■ **What needs to be done**
For the word "async", count the lines of the data that include it and give only the total.

Saved data entries:
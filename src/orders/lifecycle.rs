//! Order Lifecycle / Status Machine
//!
//! Pending → Processing → Shipped → Delivered；Pending/Processing 可取消。
//! 取消必须走 [`OrderService::cancel`]，它会释放库存并冲正积分，
//! 所以 update_status 拒绝 Cancelled 目标。

use surrealdb::RecordId;

use super::{OrderService, ReservedLine};
use crate::auth::CurrentUser;
use crate::db::models::{Order, OrderStatus, StatusUpdateRequest};
use crate::db::repository::{OrderRepository, UserRepository};
use crate::notify::{messages, send_in_background};
use crate::utils::{AppError, AppResult};

impl OrderService {
    pub async fn get_order(&self, order_id: &str, actor: &CurrentUser) -> AppResult<Order> {
        let id = OrderRepository::record_id(order_id)?;
        let order = self.orders.find_by_id(&id).await?;
        self.authorize(&order, actor)?;
        Ok(order)
    }

    pub async fn orders_for(&self, actor: &CurrentUser) -> AppResult<Vec<Order>> {
        let user = UserRepository::record_id(&actor.id)?;
        Ok(self.orders.find_by_user(&user).await?)
    }

    /// Full order book (admin)
    pub async fn all_orders(&self) -> AppResult<Vec<Order>> {
        Ok(self.orders.find_all().await?)
    }

    /// Admin status transition. Notification goes out only when the
    /// status actually changed; the tracking number is always persisted.
    pub async fn update_status(
        &self,
        order_id: &str,
        request: StatusUpdateRequest,
    ) -> AppResult<Order> {
        if request.status == OrderStatus::Cancelled {
            return Err(AppError::BusinessRule(
                "Use the cancel endpoint to cancel an order".to_string(),
            ));
        }

        let id = OrderRepository::record_id(order_id)?;
        let current = self.orders.find_by_id(&id).await?;
        let changed = current.status != request.status;

        let updated = self
            .orders
            .update_status(&id, request.status, request.tracking_number)
            .await?;

        if changed {
            self.notify_owner(&updated).await;
        }
        Ok(updated)
    }

    /// Cancel an order (owner or admin). Releases every line's stock,
    /// reverses the loyalty settlement, then flips the status.
    pub async fn cancel(&self, order_id: &str, actor: &CurrentUser) -> AppResult<Order> {
        let id = OrderRepository::record_id(order_id)?;
        let order = self.orders.find_by_id(&id).await?;
        self.authorize(&order, actor)?;

        if !order.status.can_cancel() {
            return Err(AppError::BusinessRule(format!(
                "Order cannot be cancelled in {} status",
                order.status
            )));
        }

        let lines: Vec<ReservedLine> = order
            .items
            .iter()
            .map(|item| ReservedLine {
                product: item.product.clone(),
                color: item.color.clone(),
                size: item.size.clone(),
                quantity: item.quantity,
            })
            .collect();
        self.release_lines(&lines).await;

        if let Some(user) = &order.user {
            if order.points_used > 0 || order.points_earned > 0 {
                self.loyalty
                    .reverse(user, order.points_used, order.points_earned)
                    .await?;
            }
        }

        let cancelled = self
            .orders
            .update_status(&id, OrderStatus::Cancelled, None)
            .await?;

        tracing::info!("Order cancelled: {id}");
        self.notify_owner(&cancelled).await;
        Ok(cancelled)
    }

    fn authorize(&self, order: &Order, actor: &CurrentUser) -> AppResult<()> {
        if actor.is_admin() {
            return Ok(());
        }
        let actor_id: Option<RecordId> = UserRepository::record_id(&actor.id).ok();
        if order.user.is_some() && order.user == actor_id {
            return Ok(());
        }
        Err(AppError::Forbidden(
            "Not authorized to access this order".to_string(),
        ))
    }

    /// Send a status email to the owning user, if any (guests have no
    /// stored address)
    async fn notify_owner(&self, order: &Order) {
        let Some(user_id) = &order.user else {
            return;
        };
        match self.users.find_by_id(user_id).await {
            Ok(user) => {
                send_in_background(self.notifier.clone(), messages::status_update(order, &user.email));
            }
            Err(e) => {
                tracing::warn!("Status email skipped, owner {user_id} not loadable: {e}");
            }
        }
    }
}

■ **Solution for this task**
6